In this case, the Applicant Mother wished to have her case proceed in the Toronto Family Court although both parties and the children resided in the Newmarket area.  Pursuant to Rule 5(2) of the Family Law Rules the mother was granted leave to issue her Application in Toronto.  Rule 5(2) provides that where there is danger to a child or a party, a party may start a case in any municipality and a motion may be heard in that municipality.  However, the rule also requires that once he motion has been heard, the case must be transferred to the municipality where the party resides or in the case of custody or access, where the child(ren) ordinarily reside, unless otherwise ordered by the court.

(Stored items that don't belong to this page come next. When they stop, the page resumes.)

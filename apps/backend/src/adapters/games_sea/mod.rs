//! SeaORM adapter for games - generic over ConnectionTrait.

use sea_orm::sea_query::{Condition, Expr};
use sea_orm::{
    ActiveModelTrait, ColumnTrait, ConnectionTrait, EntityTrait, NotSet, PaginatorTrait,
    QueryFilter, QueryOrder, QuerySelect, Set,
};
use time::OffsetDateTime;

use crate::entities::games::{self, GameStatus};

pub mod dto;

pub use dto::{GameCreate, GameUpdate};

pub async fn find_by_id<C: ConnectionTrait + Send + Sync>(
    conn: &C,
    game_id: i64,
) -> Result<Option<games::Model>, sea_orm::DbErr> {
    games::Entity::find_by_id(game_id).one(conn).await
}

pub async fn find_active_by_id<C: ConnectionTrait + Send + Sync>(
    conn: &C,
    game_id: i64,
) -> Result<Option<games::Model>, sea_orm::DbErr> {
    games::Entity::find_by_id(game_id)
        .filter(games::Column::IsActive.eq(true))
        .one(conn)
        .await
}

pub async fn create_game<C: ConnectionTrait + Send + Sync>(
    conn: &C,
    dto: GameCreate,
) -> Result<games::Model, sea_orm::DbErr> {
    let now = OffsetDateTime::now_utc();
    let game_active = games::ActiveModel {
        id: NotSet,
        name: Set(dto.name),
        description: Set(dto.description),
        location: Set(dto.location),
        start_date: Set(dto.start_date),
        end_date: Set(dto.end_date),
        game_type: Set(dto.game_type),
        status: Set(GameStatus::Scheduled),
        max_players: Set(dto.max_players),
        current_players: Set(0),
        registration_fee: Set(dto.registration_fee),
        is_active: Set(true),
        created_at: Set(now),
        updated_at: Set(now),
    };

    game_active.insert(conn).await
}

/// Apply a partial update and return the refreshed row.
pub async fn update_game<C: ConnectionTrait + Send + Sync>(
    conn: &C,
    game_id: i64,
    dto: GameUpdate,
) -> Result<games::Model, sea_orm::DbErr> {
    let mut game: games::ActiveModel = games::Entity::find_by_id(game_id)
        .one(conn)
        .await?
        .ok_or_else(|| sea_orm::DbErr::RecordNotFound("Game not found".to_string()))?
        .into();

    if let Some(name) = dto.name {
        game.name = Set(name);
    }
    if let Some(description) = dto.description {
        game.description = Set(description);
    }
    if let Some(location) = dto.location {
        game.location = Set(location);
    }
    if let Some(start_date) = dto.start_date {
        game.start_date = Set(start_date);
    }
    if let Some(end_date) = dto.end_date {
        game.end_date = Set(end_date);
    }
    if let Some(game_type) = dto.game_type {
        game.game_type = Set(game_type);
    }
    if let Some(status) = dto.status {
        game.status = Set(status);
    }
    if let Some(max_players) = dto.max_players {
        game.max_players = Set(max_players);
    }
    if let Some(fee) = dto.registration_fee {
        game.registration_fee = Set(fee);
    }
    game.updated_at = Set(OffsetDateTime::now_utc());

    game.update(conn).await
}

/// One page of active games, newest start date first, plus the total count.
pub async fn list_active<C: ConnectionTrait + Send + Sync>(
    conn: &C,
    status: Option<GameStatus>,
    offset: u64,
    limit: u64,
) -> Result<(Vec<games::Model>, u64), sea_orm::DbErr> {
    let mut query = games::Entity::find().filter(games::Column::IsActive.eq(true));
    if let Some(status) = status {
        query = query.filter(games::Column::Status.eq(status));
    }

    let total = query.clone().count(conn).await?;
    let rows = query
        .order_by_desc(games::Column::StartDate)
        .order_by_desc(games::Column::Id)
        .offset(offset)
        .limit(limit)
        .all(conn)
        .await?;

    Ok((rows, total))
}

/// Add `amount` to `current_players` only if the result stays within
/// `max_players` (or the game is unbounded).
///
/// Single statement; returns false when the guard rejected the update or the
/// game does not exist.
pub async fn try_increment_players<C: ConnectionTrait + Send + Sync>(
    conn: &C,
    game_id: i64,
    amount: i32,
) -> Result<bool, sea_orm::DbErr> {
    let result = games::Entity::update_many()
        .col_expr(
            games::Column::CurrentPlayers,
            Expr::col(games::Column::CurrentPlayers).add(amount),
        )
        .col_expr(
            games::Column::UpdatedAt,
            Expr::val(OffsetDateTime::now_utc()).into(),
        )
        .filter(games::Column::Id.eq(game_id))
        .filter(
            Condition::any()
                .add(games::Column::MaxPlayers.is_null())
                .add(
                    Expr::expr(Expr::col(games::Column::CurrentPlayers).add(amount))
                        .lte(Expr::col(games::Column::MaxPlayers)),
                ),
        )
        .exec(conn)
        .await?;

    Ok(result.rows_affected == 1)
}

/// Subtract `amount` from `current_players`. Not clamped.
pub async fn decrement_players<C: ConnectionTrait + Send + Sync>(
    conn: &C,
    game_id: i64,
    amount: i32,
) -> Result<(), sea_orm::DbErr> {
    let result = games::Entity::update_many()
        .col_expr(
            games::Column::CurrentPlayers,
            Expr::col(games::Column::CurrentPlayers).sub(amount),
        )
        .col_expr(
            games::Column::UpdatedAt,
            Expr::val(OffsetDateTime::now_utc()).into(),
        )
        .filter(games::Column::Id.eq(game_id))
        .exec(conn)
        .await?;

    if result.rows_affected == 0 {
        return Err(sea_orm::DbErr::RecordNotFound("Game not found".to_string()));
    }
    Ok(())
}

/// The earliest active game starting at or after `now`.
pub async fn next_upcoming<C: ConnectionTrait + Send + Sync>(
    conn: &C,
    now: OffsetDateTime,
) -> Result<Option<games::Model>, sea_orm::DbErr> {
    games::Entity::find()
        .filter(games::Column::IsActive.eq(true))
        .filter(games::Column::StartDate.gte(now))
        .order_by_asc(games::Column::StartDate)
        .order_by_asc(games::Column::Id)
        .one(conn)
        .await
}

pub async fn count_all<C: ConnectionTrait + Send + Sync>(conn: &C) -> Result<u64, sea_orm::DbErr> {
    games::Entity::find().count(conn).await
}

Irrespective of the rules, following her motion, the Applicant Mother requested leave to have her case continue in Toronto.  It appears that the mother hoped to have her matter continue in Toronto as this would prove most convenient as both parties were represented by Toronto counsel and most of the professionals who had been involved in the children’s lives were also based in Toronto.

While Justice Czutrin agreed that “the Family Law Rules do not foreclose the possibility of case proceeding and being heard in a municipality other than where children ordinarily reside and the “the test is balance of convenience”, he made clear that the cases the Applicant Mother relied on to support her position dealt mainly with the issue of where a trial should be held and this matter had only progressed to a case conference.

In any case, Justice Czutrin ruled that the proper procedure was not to request leave from the Toronto court, but that the request to transfer to Toronto “based on substantially more convenient grounds” should be made to Newmarket.  If the Newmarket court found that it was substantially more convenient for this matter to continue in Toronto, the Newmarket court could make that order.